_AIM OF THE EXERCISE_
Gather all lines in the entries that include the word "holding".

(Stored items from a collection)
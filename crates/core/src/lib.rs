pub mod prelude;
pub mod strng;
pub mod telemetry;

pub use strng::Strng;
use std::path::PathBuf;

use anyhow::{bail, Context, Result};
use clap::Args;
use driftcorr_core::io::layout::{
    HEADER_DIR, OFFSETS_FILE, REGISTRATION_DIR, SMOOTHED_OFFSETS_FILE,
};
use driftcorr_core::io::{read_shift_records, write_offsets, NhdrOffsetWriter};
use driftcorr_core::pipeline::{correct_drift_reported, PairOutcome};

use super::load_config;
use super::progress::BarReporter;
use crate::summary::print_correction_summary;

#[derive(Args)]
pub struct ApplyArgs {
    /// Dataset root holding `reg/` and `nhdr/`
    #[arg(short, long, default_value = ".")]
    pub dir: PathBuf,

    /// Index of the last frame
    #[arg(short = 'n', long)]
    pub last: usize,

    /// Config file (TOML)
    #[arg(long)]
    pub config: Option<PathBuf>,
}

pub fn run(args: &ApplyArgs) -> Result<()> {
    let config = load_config(args.config.as_deref())?;
    let reg_dir = args.dir.join(REGISTRATION_DIR);
    let nhdr_dir = args.dir.join(HEADER_DIR);
    if !reg_dir.is_dir() {
        bail!("Missing '{}' subdirectory", reg_dir.display());
    }
    if !nhdr_dir.is_dir() {
        bail!("Missing '{}' subdirectory", nhdr_dir.display());
    }

    let frame_count = args.last + 1;
    let outcomes: Vec<PairOutcome> = read_shift_records(&reg_dir, args.last)
        .into_iter()
        .map(|record| PairOutcome {
            frame: record.frame,
            result: Ok(record),
        })
        .collect();

    let reporter = BarReporter::new()?;
    let correction =
        correct_drift_reported(&outcomes, frame_count, &config.smoothing, &reporter)?;
    reporter.finish();

    let raw_path = reg_dir.join(OFFSETS_FILE);
    write_offsets(&raw_path, &correction.raw)
        .with_context(|| format!("Failed to write {}", raw_path.display()))?;
    let smooth_path = reg_dir.join(SMOOTHED_OFFSETS_FILE);
    write_offsets(&smooth_path, &correction.smoothed)
        .with_context(|| format!("Failed to write {}", smooth_path.display()))?;

    let report = NhdrOffsetWriter::new(&nhdr_dir).write_all(&correction.smoothed);
    print_correction_summary(&correction, &report, &config.smoothing);
    Ok(())
}
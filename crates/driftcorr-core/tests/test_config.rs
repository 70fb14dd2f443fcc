use driftcorr_core::error::DriftError;
use driftcorr_core::kernel::Kernel;
use driftcorr_core::pipeline::{DriftConfig, PipelineStage, RegistrationConfig, SmoothingConfig};

// ---------------------------------------------------------------------------
// Defaults
// ---------------------------------------------------------------------------

#[test]
fn test_registration_defaults() {
    let c = RegistrationConfig::default();
    assert_eq!(c.offset_bound, 10);
    assert_eq!(c.kernel, Kernel::C4Hexic);
    assert_eq!(c.derivative, Kernel::C4HexicD);
    assert_eq!(c.max_iters, 100);
    assert!(c.validate().is_ok());
}

#[test]
fn test_smoothing_defaults() {
    let c = SmoothingConfig::default();
    assert_eq!(c.median_window, 3);
    assert_eq!(c.blur_sigma, 2.0);
    assert_eq!(c.blur_cut, 3.0);
    assert_eq!(c.mask_sigma, 1.5);
    assert!(c.validate().is_ok());
}

#[test]
fn test_nearest_config_uses_box_pair() {
    let params = RegistrationConfig::nearest().refine_params().unwrap();
    assert!(params.kernels.is_nearest());
}

#[test]
fn test_pipeline_stage_display() {
    assert_eq!(
        format!("{}", PipelineStage::Registration),
        "Registering frame pairs"
    );
    assert_eq!(format!("{}", PipelineStage::Smoothing), "Smoothing offsets");
}

// ---------------------------------------------------------------------------
// Validation
// ---------------------------------------------------------------------------

#[test]
fn test_mismatched_kernel_pair_is_rejected() {
    let c = RegistrationConfig {
        kernel: Kernel::CatmullRom,
        derivative: Kernel::BSpline3D,
        ..RegistrationConfig::default()
    };
    assert!(matches!(c.validate(), Err(DriftError::InvalidConfig(_))));
}

#[test]
fn test_non_positive_epsilon_is_rejected() {
    for epsilon in [0.0, -1e-3, f64::NAN] {
        let c = RegistrationConfig {
            epsilon,
            ..RegistrationConfig::default()
        };
        assert!(c.refine_params().is_err(), "epsilon {} accepted", epsilon);
    }
}

#[test]
fn test_zero_sigma_is_rejected() {
    let c = SmoothingConfig {
        mask_sigma: 0.0,
        ..SmoothingConfig::default()
    };
    assert!(matches!(c.validate(), Err(DriftError::InvalidConfig(_))));
}

// ---------------------------------------------------------------------------
// Serialization
// ---------------------------------------------------------------------------

#[test]
fn test_kernels_serialize_by_name() {
    let json = serde_json::to_value(RegistrationConfig::default()).unwrap();
    assert_eq!(json["kernel"], "c4hexic");
    assert_eq!(json["derivative"], "c4hexicd");
}

#[test]
fn test_partial_config_fills_defaults() {
    let c: DriftConfig =
        serde_json::from_str(r#"{"registration": {"kernel": "ctmr", "derivative": "ctmrd"}}"#)
            .unwrap();
    assert_eq!(c.registration.kernel, Kernel::CatmullRom);
    assert_eq!(c.registration.offset_bound, 10);
    assert_eq!(c.smoothing, SmoothingConfig::default());
    assert!(c.validate().is_ok());
}

#[test]
fn test_unknown_kernel_name_fails_to_parse() {
    let result: Result<RegistrationConfig, _> = serde_json::from_str(r#"{"kernel": "lanczos"}"#);
    assert!(result.is_err());
}
use std::path::PathBuf;

use anyhow::{Context, Result};
use clap::Args;
use driftcorr_core::frame::ProjectionSet;
use driftcorr_core::io::layout::shift_record_path;
use driftcorr_core::io::{load_projection_set, write_shift_record};
use driftcorr_core::pipeline::{register_sequence, PipelineStage, ProgressReporter};

use super::progress::BarReporter;
use super::RegistrationArgs;
use crate::summary::{print_registration_failures, print_registration_summary};

#[derive(Args)]
pub struct RegisterArgs {
    /// Directory holding `NNN-{XY,XZ,YZ}.png`; records are written here too
    #[arg(short, long, default_value = "reg")]
    pub dir: PathBuf,

    /// Index of the last frame
    #[arg(short = 'n', long)]
    pub last: usize,

    #[command(flatten)]
    pub registration: RegistrationArgs,
}

pub fn run(args: &RegisterArgs) -> Result<()> {
    let config = args.registration.resolve()?;
    let total = args.last + 1;
    print_registration_summary(&args.dir, total, &config.registration);

    let reporter = BarReporter::new()?;
    reporter.begin_stage(PipelineStage::Reading, Some(total));
    let mut frames: Vec<ProjectionSet> = Vec::with_capacity(total);
    for frame in 0..total {
        let set = load_projection_set(&args.dir, frame)
            .with_context(|| format!("Failed to load frame {}", frame))?;
        frames.push(set);
        reporter.advance(frame + 1);
    }
    reporter.finish_stage();

    let outcomes = register_sequence(&frames, &config.registration, &reporter)?;

    reporter.begin_stage(PipelineStage::Writing, Some(outcomes.len()));
    let mut failures = Vec::new();
    for (i, outcome) in outcomes.iter().enumerate() {
        match &outcome.result {
            Ok(record) => {
                let path = shift_record_path(&args.dir, outcome.frame);
                write_shift_record(&path, record)
                    .with_context(|| format!("Failed to write {}", path.display()))?;
            }
            Err(e) => failures.push((outcome.frame, e.to_string())),
        }
        reporter.advance(i + 1);
    }
    reporter.finish();

    print_registration_failures(&failures);
    println!(
        "Wrote {} shift record(s) to {}",
        outcomes.len() - failures.len(),
        args.dir.display()
    );
    Ok(())
}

_WRITTEN RESPONSE_
    /// Dataset root holding `reg/` and `nhdr/`
    /// Directory holding `NNN-{XY,XZ,YZ}.png`; records are written here too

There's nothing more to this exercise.